Em 1939 foi eleita Rainha das Atrizes e na década de 40 começou a se afastar da cena, indo procurar o sossego em sua chácara no subúrbio do Rio. Voltaria ainda a atuar nos anos 50 e em 1965 no célebre show Rosa de Ouro, ao lado de Paulinho da Viola, Elton Medeiros e da estreante Clementina de Jesus.

O Brasil costuma esquecer seus ídolos e com ela não foi diferente. Embora seu público ainda lembrasse seus sucessos, os convites para trabalhar se tornaram raros. Alguns shows nos anos 70 mostraram que Aracy ainda estava em forma.

Em seus 80 anos, comemorados em 1984, ela voltou a ser lembrada. Bonitas homenagens foram feitas. A Funarte lançou um LP e um livro sobre sua vida. Um bonito show protagonizado pela cantora Marília Barbosa trazia a participação especial da própria Aracy, velhinha, mas, ainda soberana.

Livro lançado pela Funarte
por ocasião dos 80 anos de Aracy Côrtes, em 1984.
Da autoria de Roberto Ruiz.



Nas últimas décadas de vida, foi amparada por um amigo que se tornou um filho. O compositor e cenógrafo J. Maia se dedicou a ela e ao seu bem estar até os últimos momentos. Ela sempre lutou por uma aposentadoria que nunca veio.

Aracy Côrtes faleceu no Rio de Janeiro, em uma terça-feira, a 08 de janeiro de 1985. 

No dia seguinte uma matéria do Jornal do Brasil assinada por Evandro Teixeira falava sobre sua vida seus sucessos. Falando sobre a partida do corpo, que fora velado no Teatro João Caetano, para o cemitério, ele encerrava o texto com uma triste e real constatação: "mais do que uma época, toda uma arte estará partindo com ela".

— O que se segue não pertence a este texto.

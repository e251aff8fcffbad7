//! Body framing decisions and transfer decoding.
//!
//! Stateless algorithms over a [`Connection`]: all resumable state lives in
//! the record itself (framing mode + chunk phase), so a decode suspended by
//! a short read picks up in exactly the same place on the next readiness
//! event.

use bytes::Buf;
use http::StatusCode;
use tracing::{debug, trace};

use crate::{
    conn::{ChunkPhase, Connection, Framing},
    parse,
    types::Progress,
};

/// Decide the framing mode for the request whose headers just completed.
/// Called exactly once per request cycle, with the policy already resolved
/// (the body size limit comes from it).
pub(crate) fn decide_framing(conn: &mut Connection) {
    debug_assert_eq!(conn.framing, Framing::Undetermined);

    match conn.request.headers.content_length() {
        Some(Ok(len)) => {
            if len > max_body(conn) {
                // answer 413 right away; the body is never read since the
                // connection closes after the response anyway (see DESIGN.md
                // on the asymmetry with chunked framing)
                debug!(len, "declared content-length over limit");
                conn.exceeds_max_body = true;
                conn.record_fatal(StatusCode::PAYLOAD_TOO_LARGE);
                conn.framing = Framing::FixedLength { remaining: 0 };
            } else {
                conn.awaiting_body = len > 0;
                conn.framing = Framing::FixedLength { remaining: len };
            }
        }
        Some(Err(())) => {
            debug!("unparseable content-length value");
            conn.record_semantic(StatusCode::BAD_REQUEST);
            conn.framing = Framing::FixedLength { remaining: 0 };
        }
        None => {
            if conn.request.headers.is_chunked_transfer_encoding() {
                conn.framing = Framing::Chunked {
                    phase: ChunkPhase::ReadingSize,
                };
            } else {
                // no body expected
                conn.framing = Framing::FixedLength { remaining: 0 };
            }
        }
    }
}

fn max_body(conn: &Connection) -> u64 {
    conn.policy
        .as_ref()
        .map(|p| p.max_body_size)
        .unwrap_or(u64::MAX)
}

/// Advance body decoding as far as the buffered input allows. `Complete`
/// means the request is terminal and ready for the processor.
pub(crate) fn advance(conn: &mut Connection) -> Progress {
    match conn.framing {
        Framing::Undetermined => {
            debug_assert!(false, "decode before framing decision");
            Progress::NeedMoreInput
        }
        Framing::FixedLength { remaining } => fixed_length(conn, remaining),
        Framing::Chunked { phase } => chunked(conn, phase),
    }
}

/// Fixed-length framing: wait until the whole declared body is buffered,
/// then take it in one go.
fn fixed_length(conn: &mut Connection, remaining: u64) -> Progress {
    if (conn.input.len() as u64) < remaining {
        trace!(
            buffered = conn.input.len(),
            remaining,
            "waiting for fixed-length body"
        );
        conn.awaiting_body = true;
        return Progress::NeedMoreInput;
    }

    if remaining > 0 {
        let body = conn.input.split_to(remaining as usize);
        conn.decoded_total += remaining;
        if conn.consume_body {
            conn.request.body.unsplit(body);
        }
        conn.framing = Framing::FixedLength { remaining: 0 };
    }
    conn.awaiting_body = false;
    Progress::Complete
}

/// Chunked framing: alternate between size line, data, and trailer phases
/// until the zero-length chunk. Over-limit bodies are drained but discarded
/// so the stream stays synchronized; 413 is finalized only once the full
/// body went by.
fn chunked(conn: &mut Connection, mut phase: ChunkPhase) -> Progress {
    loop {
        match phase {
            ChunkPhase::ReadingSize => {
                let parsed = match parse::chunk_size(&conn.input) {
                    Ok((rest, size)) => Some((conn.input.len() - rest.len(), size)),
                    Err(err) if err.is_incomplete() => None,
                    Err(err) => {
                        debug!(?err, "bad chunk size line");
                        conn.record_fatal(StatusCode::BAD_REQUEST);
                        conn.framing = Framing::Chunked { phase };
                        return Progress::SyntaxError;
                    }
                };
                let (consumed, size) = match parsed {
                    Some(t) => t,
                    None => {
                        conn.framing = Framing::Chunked { phase };
                        return Progress::NeedMoreInput;
                    }
                };
                conn.input.advance(consumed);
                // the declared size alone can blow the limit; deciding here
                // means an oversized chunk is never buffered in full
                if conn.decoded_total.saturating_add(size) > max_body(conn)
                    && !conn.exceeds_max_body
                {
                    debug!(
                        decoded = conn.decoded_total,
                        chunk = size,
                        "chunked body over limit, draining the rest"
                    );
                    conn.exceeds_max_body = true;
                }
                phase = if size == 0 {
                    ChunkPhase::ReadingTrailers
                } else {
                    ChunkPhase::ReadingData { remaining: size }
                };
            }

            ChunkPhase::ReadingData { remaining } => {
                if conn.exceeds_max_body || !conn.consume_body {
                    // discarded data is consumed incrementally, so the chunk
                    // never has to fit in the input buffer
                    if remaining > 0 {
                        if conn.input.is_empty() {
                            conn.framing = Framing::Chunked { phase };
                            return Progress::NeedMoreInput;
                        }
                        let take = (conn.input.len() as u64).min(remaining);
                        conn.input.advance(take as usize);
                        conn.decoded_total = conn.decoded_total.saturating_add(take);
                        phase = ChunkPhase::ReadingData {
                            remaining: remaining - take,
                        };
                        continue;
                    }
                    if conn.input.len() < 2 {
                        conn.framing = Framing::Chunked { phase };
                        return Progress::NeedMoreInput;
                    }
                    if &conn.input[..2] != parse::CRLF {
                        debug!("chunk data not followed by CRLF");
                        conn.record_fatal(StatusCode::BAD_REQUEST);
                        conn.framing = Framing::Chunked { phase };
                        return Progress::SyntaxError;
                    }
                    conn.input.advance(2);
                    phase = ChunkPhase::ReadingSize;
                    continue;
                }

                // stored chunk: data plus its trailing CRLF must be buffered
                // in full
                let needed = match usize::try_from(remaining)
                    .ok()
                    .and_then(|n| n.checked_add(2))
                {
                    Some(needed) => needed,
                    None => {
                        // could never fit in memory, let alone under a limit
                        debug!(chunk = remaining, "chunk too large to buffer");
                        conn.record_fatal(StatusCode::PAYLOAD_TOO_LARGE);
                        conn.framing = Framing::Chunked { phase };
                        return Progress::Complete;
                    }
                };
                if conn.input.len() < needed {
                    conn.framing = Framing::Chunked { phase };
                    return Progress::NeedMoreInput;
                }
                if &conn.input[remaining as usize..needed] != parse::CRLF {
                    debug!("chunk data not followed by CRLF");
                    conn.record_fatal(StatusCode::BAD_REQUEST);
                    conn.framing = Framing::Chunked { phase };
                    return Progress::SyntaxError;
                }

                let data = conn.input.split_to(remaining as usize);
                conn.input.advance(2);
                conn.decoded_total = conn.decoded_total.saturating_add(remaining);
                conn.request.body.unsplit(data);
                phase = ChunkPhase::ReadingSize;
            }

            ChunkPhase::ReadingTrailers => {
                // a single buffered byte could still be the start of the
                // final CRLF
                if conn.input.len() < 2 {
                    conn.framing = Framing::Chunked { phase };
                    return Progress::NeedMoreInput;
                }
                // each trailer line must satisfy the header grammar; all are
                // discarded
                if let Ok((rest, ())) = parse::crlf(&conn.input) {
                    let consumed = conn.input.len() - rest.len();
                    conn.input.advance(consumed);
                    phase = ChunkPhase::Done;
                    continue;
                }
                let parsed = match parse::header_field(&conn.input) {
                    Ok((rest, _)) => Some(conn.input.len() - rest.len()),
                    Err(err) if err.is_incomplete() => None,
                    Err(err) => {
                        debug!(?err, "bad trailer line");
                        conn.record_fatal(StatusCode::BAD_REQUEST);
                        conn.framing = Framing::Chunked { phase };
                        return Progress::SyntaxError;
                    }
                };
                match parsed {
                    Some(consumed) => conn.input.advance(consumed),
                    None => {
                        conn.framing = Framing::Chunked { phase };
                        return Progress::NeedMoreInput;
                    }
                }
            }

            ChunkPhase::Done => {
                conn.framing = Framing::Chunked { phase };
                if conn.exceeds_max_body {
                    // only now that the stream is fully drained
                    conn.record_fatal(StatusCode::PAYLOAD_TOO_LARGE);
                }
                return Progress::Complete;
            }
        }
    }
}
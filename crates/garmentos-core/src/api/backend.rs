use async_trait::async_trait;
use serde::Deserialize;

use crate::auth::Credential;
use crate::models::{
    FallbackConfiguration, Identity, IdentityUpdate, OptionsCatalog, WorkspaceConfiguration,
};

use super::ApiError;

/// Successful `POST /auth/login` body.
#[derive(Debug, Clone, Deserialize)]
pub struct LoginResponse {
    pub token: String,
    pub user: Identity,
}

/// Outcome of `GET /config`, classified at the HTTP boundary so callers
/// match on it instead of probing error payloads.
#[derive(Debug)]
pub enum ConfigFetch {
    /// The workspace configuration was returned.
    Success(WorkspaceConfiguration),
    /// The backend refused with 403: the subscription is not valid. Carries
    /// whatever fallback fields the denial body had.
    Denied(FallbackConfiguration),
    /// Anything else: network failure, server error, unparseable body.
    Transient(ApiError),
}

/// The backend operations the session and entitlement authorities use.
#[async_trait]
pub trait Backend: Send + Sync {
    /// `GET /auth/me`
    async fn me(&self, credential: &Credential) -> Result<Identity, ApiError>;

    /// `POST /auth/login`
    async fn login(&self, username: &str, password: &str) -> Result<LoginResponse, ApiError>;

    /// `PUT /auth/profile`, returning the partial identity the backend stored.
    async fn update_profile(
        &self,
        credential: &Credential,
        update: &IdentityUpdate,
    ) -> Result<IdentityUpdate, ApiError>;

    /// `GET /config`
    async fn fetch_config(&self, credential: &Credential) -> ConfigFetch;

    /// `GET /options`
    async fn fetch_options(&self, credential: &Credential) -> Result<OptionsCatalog, ApiError>;
}
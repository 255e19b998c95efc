//! Terminal UI module using ratatui.
//!
//! This module provides the TUI rendering and input handling:
//!
//! - `render`: Screen selection per route, layout and overlays
//! - `input`: Keyboard event handling
//! - `styles`: Color schemes and text styling
//! - `views`: Content panes for the shell routes

pub mod input;
pub mod render;
pub mod styles;
pub mod views;
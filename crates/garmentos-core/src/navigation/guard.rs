use thiserror::Error;
use tokio::sync::watch;

use crate::auth::SessionSnapshot;
use crate::entitlement::EntitlementSnapshot;
use crate::models::Role;

use super::Route;

/// Upper bound on chained redirects; every chain settles in fewer steps.
const MAX_REDIRECT_HOPS: usize = 4;

/// Everything the guard looks at, apart from the current route.
#[derive(Debug, Clone, Copy, PartialEq, Eq, Default)]
pub struct GuardInputs {
    /// Role of the signed-in user; `None` when signed out.
    pub role: Option<Role>,
    pub expired: bool,
    pub session_resolving: bool,
    pub entitlement_resolving: bool,
}

impl GuardInputs {
    pub fn from_snapshots(session: &SessionSnapshot, entitlement: &EntitlementSnapshot) -> Self {
        Self {
            role: session.identity.as_ref().map(|i| i.role),
            expired: entitlement.expired(),
            session_resolving: session.resolving,
            entitlement_resolving: entitlement.resolving,
        }
    }

    pub fn signed_in(&self) -> bool {
        self.role.is_some()
    }

    pub fn resolving(&self) -> bool {
        self.session_resolving || self.entitlement_resolving
    }
}

#[derive(Debug, Clone, PartialEq, Eq)]
pub enum GuardDecision {
    /// An authority is still resolving; render a loading state.
    Wait,
    /// The current route is allowed.
    Stay,
    Redirect(Route),
}

/// Why a route may not be shown in the current session state.
#[derive(Error, Debug, Clone, PartialEq, Eq)]
pub enum AuthorizationError {
    #[error("Sign in to open {0}")]
    NotAuthenticated(Route),

    #[error("Already signed in")]
    AlreadyAuthenticated,

    #[error("{route} requires the {} role", .required.as_str())]
    RoleRequired { route: Route, required: Role },
}

impl AuthorizationError {
    /// Where the user is sent instead.
    pub fn redirect(&self) -> Route {
        match self {
            AuthorizationError::NotAuthenticated(_) => Route::Login,
            AuthorizationError::AlreadyAuthenticated
            | AuthorizationError::RoleRequired { .. } => Route::DEFAULT_AUTHENTICATED,
        }
    }
}

/// The expiry decision table.
///
/// Inert while either authority is resolving, so no redirect is ever made
/// from half-known state.
pub fn decide(inputs: &GuardInputs, current: &Route) -> GuardDecision {
    if inputs.resolving() {
        return GuardDecision::Wait;
    }
    let on_expired = *current == Route::SubscriptionExpired;
    match (inputs.signed_in(), inputs.expired) {
        (true, true) if !on_expired => GuardDecision::Redirect(Route::SubscriptionExpired),
        (true, false) if on_expired => GuardDecision::Redirect(Route::DEFAULT_AUTHENTICATED),
        (false, _) if on_expired => GuardDecision::Redirect(Route::Login),
        _ => GuardDecision::Stay,
    }
}

/// Route gating by session and role.
pub fn authorize(role: Option<Role>, route: &Route) -> Result<(), AuthorizationError> {
    match role {
        None if route.is_protected() => Err(AuthorizationError::NotAuthenticated(route.clone())),
        None => Ok(()),
        Some(_) if *route == Route::Login => Err(AuthorizationError::AlreadyAuthenticated),
        Some(role) => match route.required_role() {
            Some(required) if !role.satisfies(required) => Err(AuthorizationError::RoleRequired {
                route: route.clone(),
                required,
            }),
            _ => Ok(()),
        },
    }
}

/// One redirect step: path canonicalization, then the expiry table, then
/// authorization.
fn step(inputs: &GuardInputs, current: &Route) -> GuardDecision {
    if inputs.resolving() {
        return GuardDecision::Wait;
    }
    if let Some(target) = current.canonical() {
        return GuardDecision::Redirect(target);
    }
    match decide(inputs, current) {
        GuardDecision::Stay => {}
        other => return other,
    }
    match authorize(inputs.role, current) {
        Ok(()) => GuardDecision::Stay,
        Err(e) => GuardDecision::Redirect(e.redirect()),
    }
}

/// The single route the user should be on, following chained redirects to
/// their end.
pub fn resolve(inputs: &GuardInputs, current: &Route) -> GuardDecision {
    let mut route = current.clone();
    for _ in 0..MAX_REDIRECT_HOPS {
        match step(inputs, &route) {
            GuardDecision::Wait => return GuardDecision::Wait,
            GuardDecision::Stay => break,
            GuardDecision::Redirect(next) => route = next,
        }
    }
    if route == *current {
        GuardDecision::Stay
    } else {
        GuardDecision::Redirect(route)
    }
}

/// Observes both authorities and yields a decision for the current route
/// whenever either changes.
pub struct NavigationGuard {
    session: watch::Receiver<SessionSnapshot>,
    entitlement: watch::Receiver<EntitlementSnapshot>,
}

impl NavigationGuard {
    pub fn new(
        session: watch::Receiver<SessionSnapshot>,
        entitlement: watch::Receiver<EntitlementSnapshot>,
    ) -> Self {
        Self {
            session,
            entitlement,
        }
    }

    /// Current inputs; marks both as seen.
    pub fn inputs(&mut self) -> GuardInputs {
        let session = self.session.borrow_and_update();
        let entitlement = self.entitlement.borrow_and_update();
        GuardInputs::from_snapshots(&session, &entitlement)
    }

    pub fn decide(&mut self, current: &Route) -> GuardDecision {
        resolve(&self.inputs(), current)
    }

    /// Wait until either authority publishes a change. Returns `false` once
    /// an authority is gone.
    pub async fn changed(&mut self) -> bool {
        tokio::select! {
            res = self.session.changed() => res.is_ok(),
            res = self.entitlement.changed() => res.is_ok(),
        }
    }
}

Parte do Jornal do Brasil, de 09 de janeiro de 1985.
Mesmo Aracy Côrtes tendo feito sucesso vestido de baiana muitos anos antes de Carmen Miranda
ela não foi a primeira atriz a adotar a fantasia. Desde 1889 as atrizes já adotavam essa vestimenta nos palcos.




Aracy Côrtes em 1981, aos 77 anos.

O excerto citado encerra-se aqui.